Modos e modas do Rio Grande do Sul

Lembrando Barbosa Lessa…)

No ano de 1985, a Prefeitura Municipal de Canela (Adm. Ernani da Silva Reis / Jorge Luiz da Silva), através de sua Secretaria Municipal de Educação (Secr. Júlio Anacleto Zulian) imprimiram – na época, com auxílio de um mimiógrafo –, o “Boletim do Sesquicentenário da Revolução Farroupilha”.

Uma bela encadernação – hoje com valor histórico – de 51 páginas “mimeografadas”. com pesquisa e montagem de Tânia B. Reis Franco e Fernanda Cislagui Stürmer, da equipe da Secretaria Municipal de Educação de Canela…
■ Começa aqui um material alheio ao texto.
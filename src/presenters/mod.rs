//! Presenters - One Markup Fragment Per Presenter
//!
//! A presenter either renders a well-formed tag or returns an empty string.
//! Presenters hold no per-render state.

pub mod description;
pub mod open_graph;

use std::collections::BTreeMap;

use crate::hooks::FilterRegistry;
use crate::presentation::Presentation;

pub use description::{
    meta_description_presenter, open_graph_description_presenter, twitter_description_presenter,
    AttributeKind, DescriptionPresenter, DescriptionTag, MetaDescription, OpenGraphDescription,
    TwitterDescription,
};
pub use open_graph::ImagePresenter;

/// Everything a presenter may consult besides the presentation itself.
#[derive(Debug, Clone, Copy)]
pub struct RenderContext<'a> {
    pub filters: &'a FilterRegistry,
}

impl<'a> RenderContext<'a> {
    pub fn new(filters: &'a FilterRegistry) -> Self {
        Self { filters }
    }
}

/// Presenter trait - renders one fragment or nothing
pub trait Presenter: Send + Sync {
    fn name(&self) -> &'static str;
    fn present(&self, presentation: &Presentation, ctx: &RenderContext<'_>) -> String;
}

/// Produces the raw, unfiltered text for a single-value tag.
///
/// Kept narrow so one presenter's generator can be injected into another as
/// its fallback.
pub trait DescriptionGenerator: Send + Sync {
    fn generate(&self, presentation: &Presentation) -> String;

    /// Variables this tag exposes to `%%name%%` placeholders.
    ///
    /// Defaults to every variable of the presentation. Return an empty map to
    /// leave placeholders untouched.
    fn replacement_vars(&self, presentation: &Presentation) -> BTreeMap<String, String> {
        presentation.replace_vars()
    }
}

impl<G: DescriptionGenerator + ?Sized> DescriptionGenerator for Box<G> {
    fn generate(&self, presentation: &Presentation) -> String {
        (**self).generate(presentation)
    }

    fn replacement_vars(&self, presentation: &Presentation) -> BTreeMap<String, String> {
        (**self).replacement_vars(presentation)
    }
}

impl<G: DescriptionGenerator + ?Sized> DescriptionGenerator for std::sync::Arc<G> {
    fn generate(&self, presentation: &Presentation) -> String {
        (**self).generate(presentation)
    }

    fn replacement_vars(&self, presentation: &Presentation) -> BTreeMap<String, String> {
        (**self).replacement_vars(presentation)
    }
}

/// The default head, in output order.
pub fn default_presenters() -> Vec<Box<dyn Presenter>> {
    vec![
        Box::new(meta_description_presenter()),
        Box::new(open_graph_description_presenter()),
        Box::new(ImagePresenter),
        Box::new(twitter_description_presenter()),
    ]
}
E, às vésperas das comemorações farroupilhas, destaco aqui um texto do referido volume (em duas partes):

Ele vem surgindo, ao passo tranquilo do seu cavalo, como se brotasse da planície sem fim. Donde veio, ninguém sabe. E não é só uma mistura de raças como também uma mistura de épocas. Sua barba rala e seus olhos rasgados, sua pele curtida de sol, seu amor à natureza, denotam o sangue índio. Mas o seu código de honra traz os brasões de um cavaleiro europeu da Idade Média; sua indumentária é mescla de poncho incaico e de uma bombacha oriental. Mescla há também em suas crenças, em tudo que brota da planície do tempo e do mistério.

Ele apeia. A hospitalidade o recebe com uma cuia de mate-chimarrão. Mate, é a bebida; chimarrão, é adjetivo traduzindo amargor. Mas juntas, as duas palavras na tradição do pampa, é mais que um nome, é um ritual. Ritual dos índios guaranis sorvendo de boca em boca um trago de paz e solidariedade.
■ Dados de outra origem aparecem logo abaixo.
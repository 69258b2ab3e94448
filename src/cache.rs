//! Persistent classification cache keyed by content fingerprint.
//!
//! One row per fingerprint, never mutated in place: `store` is a no-op for
//! an equal result and last-write-wins for a differing one (the caller is
//! the one that logs that anomaly). The engine works identically whether
//! entries live forever or an external retention policy evicts them.

use std::path::Path;
use std::sync::Mutex;

use chrono::Utc;
use rusqlite::{params, Connection, OptionalExtension};

use crate::classify::{ClassificationResult, ClassificationStatus};
use crate::error::EngineError;

pub struct ClassificationCache {
    conn: Mutex<Connection>,
}

impl ClassificationCache {
    /// Open (or create) the cache database at `path`.
    pub fn open(path: &Path) -> Result<Self, EngineError> {
        Self::from_connection(Connection::open(path)?)
    }

    /// In-memory cache for tests.
    pub fn open_in_memory() -> Result<Self, EngineError> {
        Self::from_connection(Connection::open_in_memory()?)
    }

    fn from_connection(conn: Connection) -> Result<Self, EngineError> {
        conn.execute_batch(
            "CREATE TABLE IF NOT EXISTS classifications (
                fingerprint TEXT PRIMARY KEY,
                status      TEXT NOT NULL,
                folder_name TEXT NOT NULL,
                category    TEXT NOT NULL,
                confidence  REAL NOT NULL,
                reason      TEXT,
                created_at  TEXT NOT NULL
            );",
        )?;

        Ok(Self {
            conn: Mutex::new(conn),
        })
    }

    /// Look up the stored result for a fingerprint.
    pub fn lookup(&self, fingerprint: &str) -> Result<Option<ClassificationResult>, EngineError> {
        let conn = self.conn.lock().unwrap_or_else(|poisoned| poisoned.into_inner());

        let row = conn
            .query_row(
                "SELECT status, folder_name, category, confidence, reason
                 FROM classifications WHERE fingerprint = ?1",
                params![fingerprint],
                |row| {
                    let status: String = row.get(0)?;
                    Ok(ClassificationResult {
                        status: if status == "success" {
                            ClassificationStatus::Success
                        } else {
                            ClassificationStatus::Error
                        },
                        folder_name: row.get(1)?,
                        category: row.get(2)?,
                        confidence: row.get(3)?,
                        reason: row.get(4)?,
                        error: None,
                    })
                },
            )
            .optional()?;

        Ok(row)
    }

    /// Store a result for a fingerprint.
    ///
    /// Storing an equal result again is a no-op. Storing a differing result
    /// overwrites (last-write-wins) and returns `true` so the caller can log
    /// the anomaly.
    pub fn store(
        &self,
        fingerprint: &str,
        result: &ClassificationResult,
    ) -> Result<bool, EngineError> {
        let existing = self.lookup(fingerprint)?;

        if let Some(ref previous) = existing {
            if previous == result {
                return Ok(false);
            }
        }

        let conn = self.conn.lock().unwrap_or_else(|poisoned| poisoned.into_inner());
        let status = match result.status {
            ClassificationStatus::Success => "success",
            ClassificationStatus::Error => "error",
        };

        conn.execute(
            "INSERT OR REPLACE INTO classifications
             (fingerprint, status, folder_name, category, confidence, reason, created_at)
             VALUES (?1, ?2, ?3, ?4, ?5, ?6, ?7)",
            params![
                fingerprint,
                status,
                result.folder_name,
                result.category,
                result.confidence,
                result.reason,
                Utc::now().to_rfc3339(),
            ],
        )?;

        Ok(existing.is_some())
    }

    /// Number of cached entries.
    pub fn len(&self) -> Result<u64, EngineError> {
        let conn = self.conn.lock().unwrap_or_else(|poisoned| poisoned.into_inner());
        let count: u64 = conn.query_row("SELECT COUNT(*) FROM classifications", [], |row| {
            row.get(0)
        })?;
        Ok(count)
    }

    pub fn is_empty(&self) -> Result<bool, EngineError> {
        Ok(self.len()? == 0)
    }
}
Ele canta. Ou é um cântico guerreiro, nascido das centenárias lutas de fronteira, ou é um hino de lirismo endereçado à mulher, “Prenda Minha”, minha joia, meu tesouro – é obra prima do lirismo.

Ele ama. A guerra o ensinou a confiar seu lar e os bens à companheira, quando a luta o chamava para os confins da fronteira. Na escolha da “prenda”, na conquista da mulher, há o cuidado de quem busca uma sacerdotisa para a guarda dos penates. Conquista que se faz com rompantes de bravura e com meneios de dança; nesta mão, a espada, mas na outra, a flor. Guerra e amor unidos sempre e como força de defesa na convulsão fronteiriça.

Em comemoração ao Dia Internacional da Moda (21 de agosto)…

Luiz Carlos Barbosa Lessa, foi (entre tantas outras atividades!) um historiador brasileiro, escritor, jornalista, advogado, músico e folclorista. Nasceu a 13 de dezembro de 1929, em Piratini/RS e faleceu a 11 de março de 2002, em Camaquã/RS… aqui na nossa terra!